RECORDED INFORMATION =>
--
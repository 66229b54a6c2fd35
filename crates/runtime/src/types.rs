//! Identifier newtypes shared across the runtime.

use serde::{Deserialize, Serialize};
use uuid::Uuid;

/// Opaque user identity, threaded explicitly into every operation.
///
/// There is deliberately no ambient "current user" anywhere in this
/// crate; whoever drives the service owns session handling.
#[derive(Clone, Debug, PartialEq, Eq, Hash, PartialOrd, Ord, Serialize, Deserialize)]
pub struct UserId(String);

impl UserId {
    pub fn new(id: impl Into<String>) -> Self {
        Self(id.into())
    }

    pub fn as_str(&self) -> &str {
        &self.0
    }
}

impl core::fmt::Display for UserId {
    fn fmt(&self, f: &mut core::fmt::Formatter<'_>) -> core::fmt::Result {
        f.write_str(&self.0)
    }
}

impl From<&str> for UserId {
    fn from(id: &str) -> Self {
        Self(id.to_string())
    }
}

/// Key of one inventory entry on a user's inventory record.
#[derive(Clone, Debug, PartialEq, Eq, Hash, PartialOrd, Ord, Serialize, Deserialize)]
pub struct ItemKey(String);

impl ItemKey {
    pub fn new(key: impl Into<String>) -> Self {
        Self(key.into())
    }

    /// Mints a fresh key for an instance of catalog row `catalog_id`,
    /// in the stored `<rowId>_<uuid>` format.
    pub fn mint(catalog_id: u32) -> Self {
        Self(format!("{}_{}", catalog_id, Uuid::new_v4()))
    }

    pub fn as_str(&self) -> &str {
        &self.0
    }
}

impl core::fmt::Display for ItemKey {
    fn fmt(&self, f: &mut core::fmt::Formatter<'_>) -> core::fmt::Result {
        f.write_str(&self.0)
    }
}
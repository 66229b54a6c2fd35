//! In-memory PlayerStore implementation for tests and local runs.

use std::collections::{BTreeMap, HashMap};
use std::sync::RwLock;

use economy_core::{
    ArtifactInstance, ClaimGrant, ClaimLedger, Currency, Equipment, Price, ProgressFields,
    StatKey, UserProgress,
};

use crate::store::traits::{ClaimGuard, LeaderboardRow, PlayerStore, TxnError};
use crate::store::{StoreError, StoreResult};
use crate::types::{ItemKey, UserId};

/// Everything stored for one player.
#[derive(Clone, Debug)]
struct PlayerRecord {
    progress: UserProgress,
    inventory: BTreeMap<ItemKey, ArtifactInstance>,
    equipment: Equipment,
    claims: ClaimLedger,
    /// `artifact-reward-<stage>-<idx>` -> artifact name.
    grants: BTreeMap<String, String>,
}

impl PlayerRecord {
    fn new(progress: UserProgress) -> Self {
        Self {
            progress,
            inventory: BTreeMap::new(),
            equipment: Equipment::starting(),
            claims: ClaimLedger::new(),
            grants: BTreeMap::new(),
        }
    }
}

/// In-memory implementation of [`PlayerStore`].
///
/// The claim transaction holds the write lock across the whole guard,
/// which gives it the atomic check-then-act the contract requires.
#[derive(Default)]
pub struct InMemoryPlayerStore {
    players: RwLock<HashMap<UserId, PlayerRecord>>,
}

impl InMemoryPlayerStore {
    /// Create a new empty in-memory store.
    pub fn new() -> Self {
        Self::default()
    }

    fn read(&self) -> StoreResult<std::sync::RwLockReadGuard<'_, HashMap<UserId, PlayerRecord>>> {
        self.players.read().map_err(|_| StoreError::LockPoisoned)
    }

    fn write(&self) -> StoreResult<std::sync::RwLockWriteGuard<'_, HashMap<UserId, PlayerRecord>>> {
        self.players.write().map_err(|_| StoreError::LockPoisoned)
    }
}

fn record_mut<'a>(
    players: &'a mut HashMap<UserId, PlayerRecord>,
    uid: &UserId,
) -> StoreResult<&'a mut PlayerRecord> {
    players.get_mut(uid).ok_or_else(|| StoreError::MissingUser {
        uid: uid.clone(),
    })
}

impl PlayerStore for InMemoryPlayerStore {
    fn create_player(&self, uid: &UserId, progress: &UserProgress) -> StoreResult<()> {
        let mut players = self.write()?;
        players.insert(uid.clone(), PlayerRecord::new(progress.clone()));
        Ok(())
    }

    fn load_progress(&self, uid: &UserId) -> StoreResult<Option<UserProgress>> {
        let players = self.read()?;
        Ok(players.get(uid).map(|record| record.progress.clone()))
    }

    fn upsert_progress(&self, uid: &UserId, progress: &UserProgress) -> StoreResult<()> {
        let mut players = self.write()?;
        match players.get_mut(uid) {
            Some(record) => record.progress = progress.clone(),
            None => {
                players.insert(uid.clone(), PlayerRecord::new(progress.clone()));
            }
        }
        Ok(())
    }

    fn merge_progress(
        &self,
        uid: &UserId,
        next: &UserProgress,
        fields: ProgressFields,
    ) -> StoreResult<()> {
        let mut players = self.write()?;
        let stored = &mut record_mut(&mut players, uid)?.progress;

        if fields.contains(ProgressFields::WALLET) {
            stored.wallet = next.wallet;
        }
        if fields.contains(ProgressFields::STATS) {
            stored.attack = next.attack;
            stored.defense = next.defense;
            stored.health = next.health;
        }
        if fields.contains(ProgressFields::HERO_LEVEL) {
            stored.hero_level = next.hero_level;
        }
        if fields.contains(ProgressFields::STAGE) {
            stored.stage = next.stage;
        }
        if fields.contains(ProgressFields::ARTIFACT_SLOTS) {
            stored.artifact_slots = next.artifact_slots;
        }
        if fields.contains(ProgressFields::PRO) {
            stored.pro = next.pro;
        }
        Ok(())
    }

    fn increment_balance(&self, uid: &UserId, currency: Currency, delta: i64) -> StoreResult<u64> {
        let mut players = self.write()?;
        let wallet = &mut record_mut(&mut players, uid)?.progress.wallet;

        if delta >= 0 {
            wallet.credit(currency, delta as u64);
        } else {
            // Clamp at zero: balances are non-negative by invariant.
            let debit = wallet.balance(currency).min(delta.unsigned_abs());
            let _ = wallet.debit(currency, debit);
        }
        Ok(wallet.balance(currency))
    }

    fn load_inventory(&self, uid: &UserId) -> StoreResult<Vec<(ItemKey, ArtifactInstance)>> {
        let players = self.read()?;
        Ok(players
            .get(uid)
            .map(|record| {
                record
                    .inventory
                    .iter()
                    .map(|(key, item)| (key.clone(), item.clone()))
                    .collect()
            })
            .unwrap_or_default())
    }

    fn get_item(&self, uid: &UserId, key: &ItemKey) -> StoreResult<Option<ArtifactInstance>> {
        let players = self.read()?;
        Ok(players
            .get(uid)
            .and_then(|record| record.inventory.get(key).cloned()))
    }

    fn insert_item(
        &self,
        uid: &UserId,
        key: &ItemKey,
        artifact: &ArtifactInstance,
    ) -> StoreResult<()> {
        let mut players = self.write()?;
        let record = record_mut(&mut players, uid)?;
        record.inventory.insert(key.clone(), artifact.clone());
        Ok(())
    }

    fn remove_item(&self, uid: &UserId, key: &ItemKey) -> StoreResult<Option<ArtifactInstance>> {
        let mut players = self.write()?;
        let record = record_mut(&mut players, uid)?;
        Ok(record.inventory.remove(key))
    }

    fn purchase_item(
        &self,
        uid: &UserId,
        charge: Option<Price>,
        key: &ItemKey,
        artifact: &ArtifactInstance,
    ) -> StoreResult<()> {
        let mut players = self.write()?;
        let record = record_mut(&mut players, uid)?;

        if let Some(price) = charge {
            let balance = record.progress.wallet.balance(price.currency);
            let debit = balance.min(price.amount);
            let _ = record.progress.wallet.debit(price.currency, debit);
        }
        record.inventory.insert(key.clone(), artifact.clone());
        Ok(())
    }

    fn load_equipment(&self, uid: &UserId) -> StoreResult<Option<Equipment>> {
        let players = self.read()?;
        Ok(players.get(uid).map(|record| record.equipment.clone()))
    }

    fn save_equipment(&self, uid: &UserId, equipment: &Equipment) -> StoreResult<()> {
        let mut players = self.write()?;
        let record = record_mut(&mut players, uid)?;
        record.equipment = equipment.clone();
        Ok(())
    }

    fn load_claims(&self, uid: &UserId) -> StoreResult<ClaimLedger> {
        let players = self.read()?;
        Ok(players
            .get(uid)
            .map(|record| record.claims.clone())
            .unwrap_or_default())
    }

    fn load_grants(&self, uid: &UserId) -> StoreResult<Vec<(String, String)>> {
        let players = self.read()?;
        Ok(players
            .get(uid)
            .map(|record| {
                record
                    .grants
                    .iter()
                    .map(|(key, name)| (key.clone(), name.clone()))
                    .collect()
            })
            .unwrap_or_default())
    }

    fn claim_transaction(
        &self,
        uid: &UserId,
        guard: ClaimGuard<'_>,
    ) -> Result<ClaimGrant, TxnError> {
        let mut players = self.write()?;
        let record = record_mut(&mut players, uid)?;

        // Run the guard against working copies; commit only on success so
        // a rejected claim leaves every record untouched.
        let mut progress = record.progress.clone();
        let mut claims = record.claims.clone();
        let grant = guard(&mut progress, &mut claims)?;

        record.progress = progress;
        record.claims = claims;
        for artifact in &grant.artifacts {
            record
                .grants
                .insert(artifact.record_key.clone(), artifact.name.clone());
        }
        Ok(grant)
    }

    fn top_by_stat(&self, stat: StatKey, limit: usize) -> StoreResult<Vec<LeaderboardRow>> {
        let players = self.read()?;
        let mut rows: Vec<LeaderboardRow> = players
            .iter()
            .map(|(uid, record)| LeaderboardRow {
                uid: uid.clone(),
                player_name: record.progress.player_name.clone(),
                value: record.progress.stat(stat).value,
            })
            .collect();
        rows.sort_by(|a, b| b.value.cmp(&a.value).then_with(|| a.uid.cmp(&b.uid)));
        rows.truncate(limit);
        Ok(rows)
    }
}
--
PROBLEM REQUIREMENTS => The required answer is the run of lines above, starting at the line with "#[derive(Default)]" and ending at the line with "stored.defense = next.defense;", reproduced exactly with both ends.

RESULT OF THE EXERCISE =>
#[derive(Default)]
pub struct InMemoryPlayerStore {
    players: RwLock<HashMap<UserId, PlayerRecord>>,
}

impl InMemoryPlayerStore {
    /// Create a new empty in-memory store.
    pub fn new() -> Self {
        Self::default()
    }

    fn read(&self) -> StoreResult<std::sync::RwLockReadGuard<'_, HashMap<UserId, PlayerRecord>>> {
        self.players.read().map_err(|_| StoreError::LockPoisoned)
    }

    fn write(&self) -> StoreResult<std::sync::RwLockWriteGuard<'_, HashMap<UserId, PlayerRecord>>> {
        self.players.write().map_err(|_| StoreError::LockPoisoned)
    }
}

fn record_mut<'a>(
    players: &'a mut HashMap<UserId, PlayerRecord>,
    uid: &UserId,
) -> StoreResult<&'a mut PlayerRecord> {
    players.get_mut(uid).ok_or_else(|| StoreError::MissingUser {
        uid: uid.clone(),
    })
}

impl PlayerStore for InMemoryPlayerStore {
    fn create_player(&self, uid: &UserId, progress: &UserProgress) -> StoreResult<()> {
        let mut players = self.write()?;
        players.insert(uid.clone(), PlayerRecord::new(progress.clone()));
        Ok(())
    }

    fn load_progress(&self, uid: &UserId) -> StoreResult<Option<UserProgress>> {
        let players = self.read()?;
        Ok(players.get(uid).map(|record| record.progress.clone()))
    }

    fn upsert_progress(&self, uid: &UserId, progress: &UserProgress) -> StoreResult<()> {
        let mut players = self.write()?;
        match players.get_mut(uid) {
            Some(record) => record.progress = progress.clone(),
            None => {
                players.insert(uid.clone(), PlayerRecord::new(progress.clone()));
            }
        }
        Ok(())
    }

    fn merge_progress(
        &self,
        uid: &UserId,
        next: &UserProgress,
        fields: ProgressFields,
    ) -> StoreResult<()> {
        let mut players = self.write()?;
        let stored = &mut record_mut(&mut players, uid)?.progress;

        if fields.contains(ProgressFields::WALLET) {
            stored.wallet = next.wallet;
        }
        if fields.contains(ProgressFields::STATS) {
            stored.attack = next.attack;
            stored.defense = next.defense;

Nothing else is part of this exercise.